Croquis du vice/L’entremetteuse

P. Fort (p. Ill.-43).

L’ENTREMETTEUSE

à Michel Zévaco.

I

— Tant mieux ! c’est donc pour…

— Demain, baron. Un coup de pouce est encore nécessaire.

La veuve Bérold jeta, sur ses épaules trop grasses un vieux cachemire qui rarement la quittait et sortit non sans avoir eu la prétention d’un salut de grande dame.

Elle connaissait les filles — pour avoir passé par là — et savait que pour ce soir le coup de pouce nécessaire serait le bal de l’Élysée-Montmartre.

Elle n’était pas sans ignorer toutes les attentions délicates que demande, qu’exige même la dégradation lente mais par cela certaine d’un cerveau de quinze ans. Quinze ans, les avait-elle ? Les jambes à peine dessinées, très blanches, mi-voilées par la flanelle d’une robe crème à volant bleu tombant sur les mollets délicats, conservaient discrètement l’incognito des hanches. Peu de poitrine si ce n’est deux pointes roses perçant la dentelle d’un col ajouré.
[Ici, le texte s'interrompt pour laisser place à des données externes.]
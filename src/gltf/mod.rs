//! Emitted glTF 2.0 document types.
//!
//! Closed serde structs mirroring the glTF schema. Cross-references are
//! dense indices into the document's arrays. Extension payloads live in
//! open `extensions` maps keyed by extension name.

mod document;
mod material;

pub use document::{
    AccessorDef, AnimationDef, AnimationSamplerDef, Asset, BufferDef, BufferViewDef, CameraDef,
    ChannelDef, ChannelTargetDef, Document, MeshDef, NodeDef, OrthographicDef, PerspectiveDef,
    PrimitiveDef, SceneDef, SkinDef,
};
pub use material::{
    ImageDef, MaterialDef, NormalTextureInfoDef, OcclusionTextureInfoDef, PbrMetallicRoughnessDef,
    SamplerDef, TextureDef, TextureInfoDef,
};

/// Open per-definition extension map.
pub type Extensions = std::collections::BTreeMap<String, serde_json::Value>;
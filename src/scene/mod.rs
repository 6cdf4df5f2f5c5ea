//! In-memory scene-graph model consumed by the writer.
//!
//! The scene is an arena document: every entity lives in a typed `Vec` on
//! [`Scene`] and is addressed by an index newtype. Cross-references (node
//! children, skin bones, animation targets) are ids, never owned pointers,
//! so back-referencing graphs need no reference counting.

mod animation;
mod camera;
mod geometry;
mod light;
mod material;
mod mesh;
mod node;
mod skin;
mod texture;

pub use animation::{AnimationClip, Interpolation, MorphSelector, Track, TrackPath, TrackTarget};
pub use camera::{Camera, CameraProjection};
pub use geometry::{AttributeData, Geometry, GeometryGroup, VertexAttribute};
pub use light::{Light, LightKind};
pub use material::{Material, MaterialKind, PhysicalProps, Side};
pub use mesh::{Mesh, PrimitiveMode};
pub use node::{MeshInstances, Node, NodeTransform};
pub use skin::Skin;
pub use texture::{
    ColorSpace, Image, ImageSource, MagFilter, MinFilter, Texture, UvTransform, WrapMode,
};

macro_rules! arena_id {
    ($(#[$doc:meta])* $name:ident) => {
        $(#[$doc])*
        #[derive(Debug, Clone, Copy, PartialEq, Eq, Hash, PartialOrd, Ord, Default)]
        pub struct $name(pub(crate) usize);

        impl $name {
            /// Position of the entity in its arena.
            #[must_use]
            pub fn index(self) -> usize {
                self.0
            }
        }
    };
}

arena_id!(
    /// Handle to a [`Node`] in a [`Scene`].
    NodeId
);
arena_id!(
    /// Handle to a [`Geometry`] in a [`Scene`].
    GeometryId
);
arena_id!(
    /// Handle to a [`VertexAttribute`] in a [`Scene`].
    AttributeId
);
arena_id!(
    /// Handle to a [`Mesh`] in a [`Scene`].
    MeshId
);
arena_id!(
    /// Handle to a [`Material`] in a [`Scene`].
    MaterialId
);
arena_id!(
    /// Handle to a [`Texture`] in a [`Scene`].
    TextureId
);
arena_id!(
    /// Handle to an [`Image`] in a [`Scene`].
    ImageId
);
arena_id!(
    /// Handle to a [`Light`] in a [`Scene`].
    LightId
);
arena_id!(
    /// Handle to a [`Camera`] in a [`Scene`].
    CameraId
);
arena_id!(
    /// Handle to a [`Skin`] in a [`Scene`].
    SkinId
);

/// An in-memory scene graph: the input of every export.
#[derive(Debug, Default)]
pub struct Scene {
    /// Scene name, emitted on the glTF scene when non-empty.
    pub name: String,
    /// Open metadata map, serialized into the scene's `extras`.
    pub user_data: serde_json::Map<String, serde_json::Value>,
    nodes: Vec<Node>,
    roots: Vec<NodeId>,
    attributes: Vec<VertexAttribute>,
    geometries: Vec<Geometry>,
    meshes: Vec<Mesh>,
    materials: Vec<Material>,
    textures: Vec<Texture>,
    images: Vec<Image>,
    lights: Vec<Light>,
    cameras: Vec<Camera>,
    skins: Vec<Skin>,
}

impl Scene {
    #[must_use]
    pub fn new(name: impl Into<String>) -> Self {
        Self {
            name: name.into(),
            ..Self::default()
        }
    }

    /// Add a node without attaching it anywhere. Use [`Scene::add_root`] or
    /// [`Scene::add_child`] to place it in the tree.
    pub fn add_node(&mut self, node: Node) -> NodeId {
        let id = NodeId(self.nodes.len());
        self.nodes.push(node);
        id
    }

    /// Add a node and register it as a scene root.
    pub fn add_root(&mut self, node: Node) -> NodeId {
        let id = self.add_node(node);
        self.roots.push(id);
        id
    }

    /// Register an existing node as a scene root.
    pub fn mark_root(&mut self, id: NodeId) {
        self.roots.push(id);
    }

    /// Add a node as a child of `parent`.
    pub fn add_child(&mut self, parent: NodeId, node: Node) -> NodeId {
        let id = self.add_node(node);
        self.nodes[parent.0].children.push(id);
        id
    }

    pub fn add_attribute(&mut self, attribute: VertexAttribute) -> AttributeId {
        let id = AttributeId(self.attributes.len());
        self.attributes.push(attribute);
        id
    }

    pub fn add_geometry(&mut self, geometry: Geometry) -> GeometryId {
        let id = GeometryId(self.geometries.len());
        self.geometries.push(geometry);
        id
    }

    pub fn add_mesh(&mut self, mesh: Mesh) -> MeshId {
        let id = MeshId(self.meshes.len());
        self.meshes.push(mesh);
        id
    }

    pub fn add_material(&mut self, material: Material) -> MaterialId {
        let id = MaterialId(self.materials.len());
        self.materials.push(material);
        id
    }

    pub fn add_texture(&mut self, texture: Texture) -> TextureId {
        let id = TextureId(self.textures.len());
        self.textures.push(texture);
        id
    }

    pub fn add_image(&mut self, image: Image) -> ImageId {
        let id = ImageId(self.images.len());
        self.images.push(image);
        id
    }

    pub fn add_light(&mut self, light: Light) -> LightId {
        let id = LightId(self.lights.len());
        self.lights.push(light);
        id
    }

    pub fn add_camera(&mut self, camera: Camera) -> CameraId {
        let id = CameraId(self.cameras.len());
        self.cameras.push(camera);
        id
    }

    pub fn add_skin(&mut self, skin: Skin) -> SkinId {
        let id = SkinId(self.skins.len());
        self.skins.push(skin);
        id
    }

    #[must_use]
    pub fn roots(&self) -> &[NodeId] {
        &self.roots
    }

    #[must_use]
    pub fn node(&self, id: NodeId) -> &Node {
        &self.nodes[id.0]
    }

    pub fn node_mut(&mut self, id: NodeId) -> &mut Node {
        &mut self.nodes[id.0]
    }

    #[must_use]
    pub fn attribute(&self, id: AttributeId) -> &VertexAttribute {
        &self.attributes[id.0]
    }

    #[must_use]
    pub fn geometry(&self, id: GeometryId) -> &Geometry {
        &self.geometries[id.0]
    }

    #[must_use]
    pub fn mesh(&self, id: MeshId) -> &Mesh {
        &self.meshes[id.0]
    }

    #[must_use]
    pub fn material(&self, id: MaterialId) -> &Material {
        &self.materials[id.0]
    }

    #[must_use]
    pub fn texture(&self, id: TextureId) -> &Texture {
        &self.textures[id.0]
    }

    #[must_use]
    pub fn image(&self, id: ImageId) -> &Image {
        &self.images[id.0]
    }

    #[must_use]
    pub fn light(&self, id: LightId) -> &Light {
        &self.lights[id.0]
    }

    #[must_use]
    pub fn camera(&self, id: CameraId) -> &Camera {
        &self.cameras[id.0]
    }

    #[must_use]
    pub fn skin(&self, id: SkinId) -> &Skin {
        &self.skins[id.0]
    }
}
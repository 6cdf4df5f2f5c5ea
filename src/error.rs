//! Error types for `scenegltf`

use thiserror::Error;

/// The error type for `scenegltf` export operations.
#[non_exhaustive]
#[derive(Error, Debug)]
pub enum Error {
    // ==================== IO Errors ====================
    /// IO error from file operations.
    #[error("IO error: {0}")]
    Io(#[from] std::io::Error),

    // ==================== Unsupported Input ====================
    /// The attribute storage type has no glTF component type.
    #[error("unsupported component storage: {type_name}")]
    UnsupportedComponentStorage {
        /// Name of the offending storage type (e.g. `i32`).
        type_name: &'static str,
    },

    /// The accessor item size has no glTF type string.
    #[error("unsupported accessor item size: {item_size}")]
    UnsupportedItemSize {
        /// The item size found on the attribute.
        item_size: usize,
    },

    /// A morph target was addressed by a name the mesh does not define.
    #[error("morph target not found: {name}")]
    MorphTargetNotFound {
        /// The morph target name used by the animation track.
        name: String,
    },

    /// A per-index morph track uses CUBICSPLINE interpolation, which the
    /// track merger cannot resample.
    #[error("CUBICSPLINE interpolation is not supported for morph target track {track}")]
    CubicSplineMorphTrack {
        /// Index of the track within its clip.
        track: usize,
    },

    // ==================== Image Errors ====================
    /// The requested image encode target is not PNG or JPEG.
    #[error("unsupported image mime type: {mime}")]
    UnsupportedMimeType {
        /// The requested mime type.
        mime: String,
    },

    /// The image source cannot be rasterized.
    #[error("invalid image source: {reason}")]
    InvalidImageSource {
        /// Description of what is invalid.
        reason: String,
    },

    /// Image encoding failed.
    #[error("image encoding failed: {message}")]
    ImageEncode {
        /// The encoder error message.
        message: String,
    },

    // ==================== Serialization Errors ====================
    /// JSON serialization error.
    #[error("JSON error: {0}")]
    Json(#[from] serde_json::Error),
}

/// A specialized Result type for `scenegltf` operations.
pub type Result<T> = std::result::Result<T, Error>;
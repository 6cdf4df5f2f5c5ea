//! Punctual lights, exported via `KHR_lights_punctual`.

use super::NodeId;

/// Light shape.
#[derive(Debug, Clone, Copy, PartialEq)]
pub enum LightKind {
    Directional,
    Point,
    Spot {
        /// Outer cone half-angle in radians.
        angle: f32,
        /// Fraction of the cone over which intensity falls off, in `[0, 1]`.
        penumbra: f32,
    },
}

/// A punctual light source.
#[derive(Debug, Clone)]
pub struct Light {
    pub name: String,
    pub kind: LightKind,
    pub color: [f32; 3],
    pub intensity: f32,
    /// Cutoff distance; `None` means infinite range.
    pub range: Option<f32>,
    /// Physical decay exponent. glTF assumes 2; other values warn.
    pub decay: f32,
    /// Aim target for directional and spot lights. glTF encodes direction in
    /// the node transform, so the target must be a child at `(0, 0, -1)`;
    /// anything else warns that the direction may be lost.
    pub target: Option<NodeId>,
}

impl Light {
    #[must_use]
    pub fn new(name: impl Into<String>, kind: LightKind) -> Self {
        Self {
            name: name.into(),
            kind,
            color: [1.0, 1.0, 1.0],
            intensity: 1.0,
            range: None,
            decay: 2.0,
            target: None,
        }
    }
}
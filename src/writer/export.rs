//! Finalization: buffer assembly, extension lists, JSON and GLB emission.

use std::fs::File;
use std::io::Write;
use std::path::Path;

use base64::{engine::general_purpose::STANDARD as BASE64, Engine as _};

use crate::error::Result;
use crate::gltf::{BufferDef, Document};
use crate::scene::Scene;
use crate::utils::padding_for;

use super::{Exporter, GltfWriter, Output, WriteOptions};

impl GltfWriter<'_> {
    /// Resolve pending work and emit the configured output form.
    pub(crate) fn finalize(mut self) -> Result<Output> {
        self.resolve_pending_images()?;

        if !self.buffer.is_empty() {
            let uri = if self.options.binary {
                None
            } else {
                Some(format!(
                    "data:application/octet-stream;base64,{}",
                    BASE64.encode(&self.buffer)
                ))
            };
            self.json.buffers = vec![BufferDef {
                byte_length: self.buffer.len(),
                uri,
            }];
        }

        self.json.extensions_used = self.extensions_used.iter().cloned().collect();
        self.json.extensions_required = self.extensions_required.iter().cloned().collect();

        if self.options.binary {
            Ok(Output::Binary(build_glb(&self.json, &self.buffer)?))
        } else {
            Ok(Output::Json(Box::new(self.json)))
        }
    }
}

/// Frame a document and its binary buffer as a GLB container.
///
/// The BIN chunk is always present, zero-length for bufferless scenes.
///
/// # Errors
/// Returns an error if JSON serialization fails.
pub(crate) fn build_glb(json: &Document, buffer: &[u8]) -> Result<Vec<u8>> {
    let json_string = serde_json::to_string(json)?;
    let json_bytes = json_string.as_bytes();

    let json_padding = padding_for(json_bytes.len(), 4);
    let json_chunk_len = json_bytes.len() + json_padding;

    let bin_padding = padding_for(buffer.len(), 4);
    let bin_chunk_len = buffer.len() + bin_padding;

    let total_len = 12 + 8 + json_chunk_len + 8 + bin_chunk_len;

    let mut output = Vec::with_capacity(total_len);

    // GLB header
    output.extend_from_slice(b"glTF");
    output.extend_from_slice(&2u32.to_le_bytes());
    output.extend_from_slice(&(total_len as u32).to_le_bytes());

    // JSON chunk, space padded
    output.extend_from_slice(&(json_chunk_len as u32).to_le_bytes());
    output.extend_from_slice(&0x4E4F_534Au32.to_le_bytes()); // "JSON"
    output.extend_from_slice(json_bytes);
    output.extend(std::iter::repeat(b' ').take(json_padding));

    // Binary chunk, zero padded
    output.extend_from_slice(&(bin_chunk_len as u32).to_le_bytes());
    output.extend_from_slice(&0x004E_4942u32.to_le_bytes()); // "BIN\0"
    output.extend_from_slice(buffer);
    output.extend(std::iter::repeat(0u8).take(bin_padding));

    Ok(output)
}

impl Exporter {
    /// Serialize `scene` and write it as a GLB file.
    ///
    /// # Errors
    /// Returns an error if serialization or file writing fails.
    pub fn export_glb_file(
        &self,
        scene: &Scene,
        options: &WriteOptions,
        path: &Path,
    ) -> Result<()> {
        let mut options = options.clone();
        options.binary = true;
        if let Output::Binary(bytes) = self.parse(scene, &options)? {
            let mut file = File::create(path)?;
            file.write_all(&bytes)?;
        }
        Ok(())
    }

    /// Serialize `scene` and write it as a `.gltf` JSON file with the
    /// binary buffer embedded as a data URI.
    ///
    /// # Errors
    /// Returns an error if serialization or file writing fails.
    pub fn export_gltf_file(
        &self,
        scene: &Scene,
        options: &WriteOptions,
        path: &Path,
    ) -> Result<()> {
        let mut options = options.clone();
        options.binary = false;
        if let Output::Json(document) = self.parse(scene, &options)? {
            let json = serde_json::to_string_pretty(&document)?;
            let mut file = File::create(path)?;
            file.write_all(json.as_bytes())?;
        }
        Ok(())
    }
}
Ses bras un peu maigres avaient déjà des parfums de femme. Légèrement estompés, ses yeux révélaient des fatigues précoces, ses yeux bleu pâle, pâles comme ses lèvres.

Aussi, pourquoi le baron avait-il demandé une fille maigre ?

Au bruit infernal d’un orchestre diabolique, les hommes tournent, sautent, se trémoussent atteints d’épilepsie ; les femmes, les jupes relevées, tendent le ventre, écartent les jambes avec, de la main, des gestes obscènes, invitateurs ; leur bouche s’ouvre grande en des grimaces de pâmoisons, d’un coup de reins les jupes volent, les pantalons craquent, et courbées en une pose lubrique, baignées dans la lumière des lampes électriques, elles se frappent sur les fesses.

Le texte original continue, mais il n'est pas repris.